Exercise instructions:
Each line below needs to be repeated precisely as it is.

Extracted information:
□ □ □
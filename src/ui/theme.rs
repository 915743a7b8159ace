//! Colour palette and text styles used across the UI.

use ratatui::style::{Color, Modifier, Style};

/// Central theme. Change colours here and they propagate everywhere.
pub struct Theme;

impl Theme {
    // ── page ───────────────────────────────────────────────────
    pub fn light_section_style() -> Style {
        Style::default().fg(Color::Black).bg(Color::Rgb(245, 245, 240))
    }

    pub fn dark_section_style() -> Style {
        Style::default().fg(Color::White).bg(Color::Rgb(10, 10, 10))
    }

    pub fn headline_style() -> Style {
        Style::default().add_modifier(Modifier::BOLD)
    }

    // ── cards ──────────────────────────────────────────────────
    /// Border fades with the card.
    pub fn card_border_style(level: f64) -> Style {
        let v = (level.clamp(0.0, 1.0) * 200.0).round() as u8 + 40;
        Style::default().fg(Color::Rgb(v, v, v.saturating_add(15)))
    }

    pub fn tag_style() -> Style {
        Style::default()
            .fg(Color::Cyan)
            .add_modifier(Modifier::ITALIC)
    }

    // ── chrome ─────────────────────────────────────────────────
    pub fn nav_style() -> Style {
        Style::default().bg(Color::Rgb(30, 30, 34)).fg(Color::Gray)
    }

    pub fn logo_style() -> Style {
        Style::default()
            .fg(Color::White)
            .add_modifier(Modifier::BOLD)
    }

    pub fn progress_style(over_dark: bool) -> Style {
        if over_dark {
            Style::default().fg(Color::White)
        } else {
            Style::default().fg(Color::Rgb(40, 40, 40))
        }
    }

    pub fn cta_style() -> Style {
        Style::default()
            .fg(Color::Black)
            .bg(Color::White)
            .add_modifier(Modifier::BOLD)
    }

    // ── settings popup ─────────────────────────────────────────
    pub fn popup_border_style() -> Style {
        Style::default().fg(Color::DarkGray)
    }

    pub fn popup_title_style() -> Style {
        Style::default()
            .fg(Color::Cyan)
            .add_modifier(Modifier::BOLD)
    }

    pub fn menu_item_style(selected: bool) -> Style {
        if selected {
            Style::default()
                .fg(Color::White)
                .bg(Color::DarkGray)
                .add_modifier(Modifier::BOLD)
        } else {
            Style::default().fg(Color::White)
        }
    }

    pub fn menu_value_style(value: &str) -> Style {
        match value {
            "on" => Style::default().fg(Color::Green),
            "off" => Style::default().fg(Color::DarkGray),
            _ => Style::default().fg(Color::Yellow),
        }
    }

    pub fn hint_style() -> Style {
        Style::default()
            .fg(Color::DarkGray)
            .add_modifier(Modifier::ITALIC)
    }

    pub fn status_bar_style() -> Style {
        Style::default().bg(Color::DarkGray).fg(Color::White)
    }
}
□ □ □
Exercise output:
filename src/ui/theme.rs
repository 915743a7b8159ace
//! Colour palette and text styles used across the UI.

use ratatui::style::{Color, Modifier, Style};

/// Central theme. Change colours here and they propagate everywhere.
pub struct Theme;

impl Theme {
    // ── page ───────────────────────────────────────────────────
    pub fn light_section_style() -> Style {
        Style::default().fg(Color::Black).bg(Color::Rgb(245, 245, 240))
    }

    pub fn dark_section_style() -> Style {
        Style::default().fg(Color::White).bg(Color::Rgb(10, 10, 10))
    }

    pub fn headline_style() -> Style {
        Style::default().add_modifier(Modifier::BOLD)
    }

    // ── cards ──────────────────────────────────────────────────
    /// Border fades with the card.
    pub fn card_border_style(level: f64) -> Style {
        let v = (level.clamp(0.0, 1.0) * 200.0).round() as u8 + 40;
        Style::default().fg(Color::Rgb(v, v, v.saturating_add(15)))
    }

    pub fn tag_style() -> Style {
        Style::default()
            .fg(Color::Cyan)
            .add_modifier(Modifier::ITALIC)
    }

    // ── chrome ─────────────────────────────────────────────────
    pub fn nav_style() -> Style {
        Style::default().bg(Color::Rgb(30, 30, 34)).fg(Color::Gray)
    }

    pub fn logo_style() -> Style {
        Style::default()
            .fg(Color::White)
            .add_modifier(Modifier::BOLD)
    }

    pub fn progress_style(over_dark: bool) -> Style {
        if over_dark {
            Style::default().fg(Color::White)
        } else {
            Style::default().fg(Color::Rgb(40, 40, 40))
        }
    }

    pub fn cta_style() -> Style {
        Style::default()
            .fg(Color::Black)
            .bg(Color::White)
            .add_modifier(Modifier::BOLD)
    }

    // ── settings popup ─────────────────────────────────────────
    pub fn popup_border_style() -> Style {
        Style::default().fg(Color::DarkGray)
    }

    pub fn popup_title_style() -> Style {
        Style::default()
            .fg(Color::Cyan)
            .add_modifier(Modifier::BOLD)
    }

    pub fn menu_item_style(selected: bool) -> Style {
        if selected {
            Style::default()
                .fg(Color::White)
                .bg(Color::DarkGray)
                .add_modifier(Modifier::BOLD)
        } else {
            Style::default().fg(Color::White)
        }
    }

    pub fn menu_value_style(value: &str) -> Style {
        match value {
            "on" => Style::default().fg(Color::Green),
            "off" => Style::default().fg(Color::DarkGray),
            _ => Style::default().fg(Color::Yellow),
        }
    }

    pub fn hint_style() -> Style {
        Style::default()
            .fg(Color::DarkGray)
            .add_modifier(Modifier::ITALIC)
    }

    pub fn status_bar_style() -> Style {
        Style::default().bg(Color::DarkGray).fg(Color::White)
    }
}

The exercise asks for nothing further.